> [RECORDS FOR THE TASK]:
+++++

// Copyright (c) 2025 Soumyadip Sarkar.
// All rights reserved.
//
// This source code is licensed under the license found in the
// LICENSE file in the root directory of this source tree.

use tracing_subscriber::EnvFilter;

/// Installs a stderr subscriber filtered by `RUST_LOG` (default `warn`), so
/// command output on stdout stays clean. Calling it twice is a no-op.
pub fn init() {
    let filter = EnvFilter::try_from_default_env().unwrap_or_else(|_| EnvFilter::new("warn"));

    let _ = tracing_subscriber::fmt()
        .with_env_filter(filter)
        .with_writer(std::io::stderr)
        .with_target(false)
        .try_init();
}
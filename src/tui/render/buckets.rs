use ratatui::Frame;
use ratatui::layout::Rect;
use ratatui::style::{Modifier, Style};
use ratatui::text::{Line, Span};
use ratatui::widgets::Paragraph;
use unicode_width::UnicodeWidthStr;

use crate::model::Task;
use crate::view::Bucket;

use crate::tui::app::{App, Mode};

/// Render the three bucket sections (today / upcoming / no date) in
/// stable filtered order, or the empty-state banner when the collection
/// holds nothing at all.
pub fn render_buckets(frame: &mut Frame, app: &App, area: Rect) {
    let bg = app.theme.background;

    if app.tasks.is_empty() {
        render_empty_state(frame, app, area);
        return;
    }

    let vm = app.view_model(app.today());
    let section_style = Style::default()
        .fg(app.theme.dim)
        .bg(bg)
        .add_modifier(Modifier::BOLD);

    let mut lines: Vec<Line> = Vec::new();
    let mut index = 0usize;

    let sections = [
        (Bucket::Today, &vm.today),
        (Bucket::Upcoming, &vm.upcoming),
        (Bucket::NoDate, &vm.no_date),
    ];
    for (bucket, tasks) in sections {
        lines.push(Line::from(Span::styled(
            format!(" {}", bucket.title()),
            section_style,
        )));
        for &task in tasks.iter() {
            lines.push(task_line(app, task, index, area.width as usize));
            index += 1;
        }
        lines.push(Line::from(Span::styled(
            String::new(),
            Style::default().bg(bg),
        )));
    }

    frame.render_widget(
        Paragraph::new(lines).style(Style::default().bg(bg)),
        area,
    );
}

fn render_empty_state(frame: &mut Frame, app: &App, area: Rect) {
    let bg = app.theme.background;
    let mut lines = vec![Line::from(""); (area.height / 3) as usize];
    lines.push(
        Line::from(Span::styled(
            "No tasks yet",
            Style::default()
                .fg(app.theme.text_bright)
                .bg(bg)
                .add_modifier(Modifier::BOLD),
        ))
        .centered(),
    );
    lines.push(
        Line::from(Span::styled(
            "press a to add one",
            Style::default().fg(app.theme.dim).bg(bg),
        ))
        .centered(),
    );
    frame.render_widget(
        Paragraph::new(lines).style(Style::default().bg(bg)),
        area,
    );
}

fn task_line<'a>(app: &'a App, task: &'a Task, index: usize, width: usize) -> Line<'a> {
    let selected = app.mode != Mode::Add && index == app.cursor;
    let editing = app.mode == Mode::Edit && app.edit_target == Some(task.id);
    let bg = if selected {
        app.theme.selection_bg
    } else {
        app.theme.background
    };

    let checkbox = if task.completed { "[x]" } else { "[ ]" };
    let checkbox_style = if task.completed {
        Style::default().fg(app.theme.done).bg(bg)
    } else {
        Style::default().fg(app.theme.dim).bg(bg)
    };

    let mut spans = vec![
        Span::styled("  ", Style::default().bg(bg)),
        Span::styled(checkbox, checkbox_style),
        Span::styled(
            format!(" {} ", task.priority.marker()),
            Style::default()
                .fg(app.theme.priority_color(task.priority))
                .bg(bg),
        ),
    ];

    if editing {
        // Swap the text for the edit buffer with a visible cursor
        let (before, after) = app.edit_buffer.split_at(app.edit_cursor);
        let edit_style = Style::default().fg(app.theme.text_bright).bg(bg);
        spans.push(Span::styled(before.to_string(), edit_style));
        spans.push(Span::styled(
            "\u{258C}",
            Style::default().fg(app.theme.highlight).bg(bg),
        ));
        spans.push(Span::styled(after.to_string(), edit_style));
    } else {
        let mut text_style = Style::default()
            .fg(if selected {
                app.theme.text_bright
            } else {
                app.theme.text
            })
            .bg(bg);
        if task.completed {
            text_style = text_style
                .fg(app.theme.dim)
                .add_modifier(Modifier::CROSSED_OUT);
        }
        spans.push(Span::styled(
            truncate_to_width(&task.text, width.saturating_sub(24)),
            text_style,
        ));
        if let Some(due) = task.due_date {
            spans.push(Span::styled(
                format!("  · {}", due.format("%Y-%m-%d")),
                Style::default().fg(app.theme.dim).bg(bg),
            ));
        }
    }

    Line::from(spans)
}

/// Truncate to a display width, appending an ellipsis when cut
fn truncate_to_width(text: &str, max_width: usize) -> String {
    if text.width() <= max_width {
        return text.to_string();
    }
    let mut out = String::new();
    let mut used = 0usize;
    for c in text.chars() {
        let w = unicode_width::UnicodeWidthChar::width(c).unwrap_or(0);
        if used + w + 1 > max_width {
            break;
        }
        out.push(c);
        used += w;
    }
    out.push('…');
    out
}
//! Hourly "you still have unfinished tasks" nudge: a one-minute tick
//! that fires at most one desktop notification per cooldown window while
//! any incomplete task exists.

use std::time::{Duration, Instant};

use tracing::{debug, info, warn};

pub const NOTIFY_TITLE: &str = "⏰ Pending Tasks";
pub const NOTIFY_BODY: &str = "You still have unfinished tasks.";

/// Outcome of the platform permission handshake
#[derive(Debug, Clone, Copy, PartialEq, Eq)]
pub enum Permission {
    Granted,
    Denied,
    /// No notification service is reachable at all
    Unsupported,
}

/// The platform notification service: a permission handshake plus a
/// fire-and-forget show primitive.
pub trait Notifier {
    fn request_permission(&mut self) -> Permission;
    fn show(&mut self, title: &str, body: &str);
}

/// Desktop notifications through the session's notification daemon
#[derive(Debug, Default)]
pub struct DesktopNotifier;

impl Notifier for DesktopNotifier {
    #[cfg(all(unix, not(target_os = "macos")))]
    fn request_permission(&mut self) -> Permission {
        match notify_rust::get_capabilities() {
            Ok(_) => Permission::Granted,
            Err(err) => {
                warn!(error = %err, "no notification service reachable");
                Permission::Unsupported
            }
        }
    }

    #[cfg(not(all(unix, not(target_os = "macos"))))]
    fn request_permission(&mut self) -> Permission {
        // These platforms prompt on first delivery instead
        Permission::Granted
    }

    fn show(&mut self, title: &str, body: &str) {
        let result = notify_rust::Notification::new()
            .summary(title)
            .body(body)
            .appname("slate")
            .show();
        if let Err(err) = result {
            warn!(error = %err, "notification delivery failed");
        }
    }
}

/// Tick state for the notification loop. The event loop polls
/// [`Scheduler::tick_due`] and calls [`Scheduler::on_tick`] when a tick
/// elapses; enabling/disabling restarts or stops the tick cleanly.
#[derive(Debug)]
pub struct Scheduler {
    enabled: bool,
    last_notified_ms: i64,
    cooldown: Duration,
    tick: Duration,
    last_tick: Option<Instant>,
}

impl Scheduler {
    pub fn new(last_notified_ms: i64, cooldown: Duration, tick: Duration) -> Scheduler {
        Scheduler {
            enabled: false,
            last_notified_ms,
            cooldown,
            tick,
            last_tick: None,
        }
    }

    pub fn enabled(&self) -> bool {
        self.enabled
    }

    /// Start ticking. The first tick comes one full interval from now.
    pub fn start(&mut self) {
        self.enabled = true;
        self.last_tick = Some(Instant::now());
        debug!(tick_secs = self.tick.as_secs(), "notification tick started");
    }

    /// Stop ticking entirely; a later start begins a fresh interval
    pub fn stop(&mut self) {
        self.enabled = false;
        self.last_tick = None;
        debug!("notification tick stopped");
    }

    /// Forget the last firing so the next eligible tick may fire at once
    pub fn reset_cooldown(&mut self) {
        self.last_notified_ms = 0;
    }

    /// True at most once per tick interval, and never while stopped
    pub fn tick_due(&mut self) -> bool {
        if !self.enabled {
            return false;
        }
        let Some(last) = self.last_tick else {
            return false;
        };
        if last.elapsed() < self.tick {
            return false;
        }
        self.last_tick = Some(Instant::now());
        true
    }

    /// One tick: fire when enabled, outside the cooldown, and something
    /// is still incomplete. Returns the firing time (epoch ms) so the
    /// caller can persist it.
    pub fn on_tick(
        &mut self,
        now_ms: i64,
        any_incomplete: bool,
        notifier: &mut dyn Notifier,
    ) -> Option<i64> {
        if !self.enabled {
            return None;
        }
        if now_ms - self.last_notified_ms < self.cooldown.as_millis() as i64 {
            return None;
        }
        if !any_incomplete {
            return None;
        }

        notifier.show(NOTIFY_TITLE, NOTIFY_BODY);
        self.last_notified_ms = now_ms;
        info!(at_ms = now_ms, "pending-tasks notification fired");
        Some(now_ms)
    }
}

#[cfg(test)]
mod tests {
    use super::*;

    #[derive(Default)]
    struct FakeNotifier {
        permission: Option<Permission>,
        shown: Vec<(String, String)>,
    }

    impl Notifier for FakeNotifier {
        fn request_permission(&mut self) -> Permission {
            self.permission.unwrap_or(Permission::Granted)
        }

        fn show(&mut self, title: &str, body: &str) {
            self.shown.push((title.to_string(), body.to_string()));
        }
    }

    const HOUR_MS: i64 = 60 * 60 * 1000;

    fn hourly() -> Scheduler {
        Scheduler::new(0, Duration::from_secs(3600), Duration::from_secs(60))
    }

    #[test]
    fn disabled_scheduler_never_fires() {
        let mut scheduler = hourly();
        let mut sink = FakeNotifier::default();
        assert_eq!(scheduler.on_tick(HOUR_MS * 10, true, &mut sink), None);
        assert!(sink.shown.is_empty());
    }

    #[test]
    fn fires_once_then_respects_cooldown() {
        let mut scheduler = hourly();
        scheduler.start();
        let mut sink = FakeNotifier::default();

        let t0 = HOUR_MS * 10;
        assert_eq!(scheduler.on_tick(t0, true, &mut sink), Some(t0));
        assert_eq!(sink.shown.len(), 1);
        assert_eq!(sink.shown[0].0, NOTIFY_TITLE);
        assert_eq!(sink.shown[0].1, NOTIFY_BODY);

        // One minute later: still inside the cooldown
        assert_eq!(scheduler.on_tick(t0 + 60_000, true, &mut sink), None);
        // A full hour later: fires again
        assert_eq!(
            scheduler.on_tick(t0 + HOUR_MS, true, &mut sink),
            Some(t0 + HOUR_MS)
        );
        assert_eq!(sink.shown.len(), 2);
    }

    #[test]
    fn nothing_incomplete_means_no_notification() {
        let mut scheduler = hourly();
        scheduler.start();
        let mut sink = FakeNotifier::default();
        assert_eq!(scheduler.on_tick(HOUR_MS * 10, false, &mut sink), None);
        assert!(sink.shown.is_empty());
    }

    #[test]
    fn cooldown_reset_allows_immediate_refire() {
        let mut scheduler = hourly();
        scheduler.start();
        let mut sink = FakeNotifier::default();

        let t0 = HOUR_MS * 10;
        scheduler.on_tick(t0, true, &mut sink);
        // A task was toggled back to incomplete: the cooldown resets
        scheduler.reset_cooldown();
        // The very next tick, well inside the old cooldown, fires
        assert_eq!(
            scheduler.on_tick(t0 + 60_000, true, &mut sink),
            Some(t0 + 60_000)
        );
        assert_eq!(sink.shown.len(), 2);
    }

    #[test]
    fn resumed_last_notified_still_gates() {
        let t0 = HOUR_MS * 10;
        let mut scheduler =
            Scheduler::new(t0, Duration::from_secs(3600), Duration::from_secs(60));
        scheduler.start();
        let mut sink = FakeNotifier::default();

        assert_eq!(scheduler.on_tick(t0 + 30 * 60_000, true, &mut sink), None);
        assert_eq!(
            scheduler.on_tick(t0 + HOUR_MS, true, &mut sink),
            Some(t0 + HOUR_MS)
        );
    }

    #[test]
    fn tick_due_only_while_started() {
        let mut scheduler = Scheduler::new(0, Duration::from_secs(3600), Duration::ZERO);
        assert!(!scheduler.tick_due());

        scheduler.start();
        assert!(scheduler.tick_due());

        scheduler.stop();
        assert!(!scheduler.tick_due());
    }
}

+++++

> [TASK REQUIREMENTS]:
In the listing above, find each line containing "completed" and copy it.

> [EXERCISE RESULT]:
    let checkbox = if task.completed { "[x]" } else { "[ ]" };
    let checkbox_style = if task.completed {
        if task.completed {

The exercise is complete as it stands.